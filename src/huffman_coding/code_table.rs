//! Turns a HuffmanTree into the per-symbol bit codes used by the encoder.
//!
//! Each code is the path from the root to the symbol's leaf, 0 for a left step and 1 for a
//! right step. A tree that is a single leaf has no path, so its symbol gets the one bit
//! code `0`.

use std::fmt::{self, Display, Formatter};
use std::io::Write;

use log::trace;

use super::huffman::{HuffmanTree, NodeData, NodeId};
use crate::bitstream::bitwriter::BitWriter;
use crate::error::Result;

/// A code of up to 64 bits, right aligned in `bits`, first bit most significant.
#[derive(Clone, Copy, Debug, PartialEq, Eq, Default)]
pub struct Code {
    pub bits: u64,
    pub len: u8,
}

impl Code {
    /// This code with one more bit on the end.
    fn push(self, bit: bool) -> Self {
        debug_assert!(self.len < 64, "code longer than 64 bits");
        Self {
            bits: self.bits << 1 | bit as u64,
            len: self.len + 1,
        }
    }

    /// True if `self` is the first `self.len` bits of `other`.
    pub fn is_prefix_of(&self, other: &Code) -> bool {
        self.len <= other.len && other.bits >> (other.len - self.len) == self.bits
    }
}

impl Display for Code {
    fn fmt(&self, f: &mut Formatter<'_>) -> fmt::Result {
        for i in (0..self.len).rev() {
            write!(f, "{}", self.bits >> i & 1)?;
        }
        Ok(())
    }
}

/// Code and weight for every symbol present in a tree.
#[derive(Clone, Debug, PartialEq, Eq)]
pub struct CodeTable {
    codes: [Option<Code>; 256],
    weights: [u64; 256],
}

impl CodeTable {
    /// Walk the tree depth first and record the path to every leaf.
    pub fn from_tree(tree: &HuffmanTree) -> Self {
        let mut table = Self {
            codes: [None; 256],
            weights: [0; 256],
        };
        let root = tree.root();
        match tree.node(root).node_data {
            NodeData::Leaf(symbol) => {
                table.codes[symbol as usize] = Some(Code { bits: 0, len: 1 });
                table.weights[symbol as usize] = tree.node(root).weight;
            }
            NodeData::Kids(..) => table.return_leaves(tree, root, Code::default()),
        }
        for (symbol, code) in table.iter() {
            trace!("{:>4}: {}", symbol, code);
        }
        table
    }

    /// Recursively walk the tree, storing each leaf's path as its code.
    fn return_leaves(&mut self, tree: &HuffmanTree, id: NodeId, code: Code) {
        let node = tree.node(id);
        match node.node_data {
            NodeData::Kids(left, right) => {
                self.return_leaves(tree, left, code.push(false));
                self.return_leaves(tree, right, code.push(true));
            }
            NodeData::Leaf(symbol) => {
                self.codes[symbol as usize] = Some(code);
                self.weights[symbol as usize] = node.weight;
            }
        }
    }

    pub fn get(&self, symbol: u8) -> Option<&Code> {
        self.codes[symbol as usize].as_ref()
    }

    /// (symbol, code) for every coded symbol, ascending by symbol.
    pub fn iter(&self) -> impl Iterator<Item = (u8, &Code)> + '_ {
        self.codes
            .iter()
            .enumerate()
            .filter_map(|(s, code)| code.as_ref().map(|c| (s as u8, c)))
    }

    /// Payload size in bits: the sum of weight times code length.
    pub fn encoded_bits(&self) -> u64 {
        self.iter()
            .map(|(s, code)| self.weights[s as usize] * code.len as u64)
            .sum()
    }

    /// Put the code for `symbol` on the stream. Returns false if the symbol has no code.
    pub fn write_symbol<W: Write>(&self, symbol: u8, bw: &mut BitWriter<W>) -> Result<bool> {
        match self.codes[symbol as usize] {
            Some(code) => {
                bw.write_long(code.len, code.bits)?;
                Ok(true)
            }
            None => Ok(false),
        }
    }
}

impl Display for CodeTable {
    /// One line per symbol: symbol, count, code length, code.
    fn fmt(&self, f: &mut Formatter<'_>) -> fmt::Result {
        writeln!(f, "{:>6} {:>12} {:>4}  code", "symbol", "count", "len")?;
        for (symbol, code) in self.iter() {
            let shown = if symbol.is_ascii_graphic() {
                format!("'{}'", symbol as char)
            } else {
                format!("{:#04x}", symbol)
            };
            writeln!(
                f,
                "{:>6} {:>12} {:>4}  {}",
                shown, self.weights[symbol as usize], code.len, code
            )?;
        }
        Ok(())
    }
}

* **Work item**:
In the entries above, find the line holding "code length, code." and the line holding "let shown = if", then retype exactly those two lines and every line between them, and nothing else.

* **Solution to the problem**:
    /// One line per symbol: symbol, count, code length, code.
    fn fmt(&self, f: &mut Formatter<'_>) -> fmt::Result {
        writeln!(f, "{:>6} {:>12} {:>4}  code", "symbol", "count", "len")?;
        for (symbol, code) in self.iter() {
            let shown = if symbol.is_ascii_graphic() {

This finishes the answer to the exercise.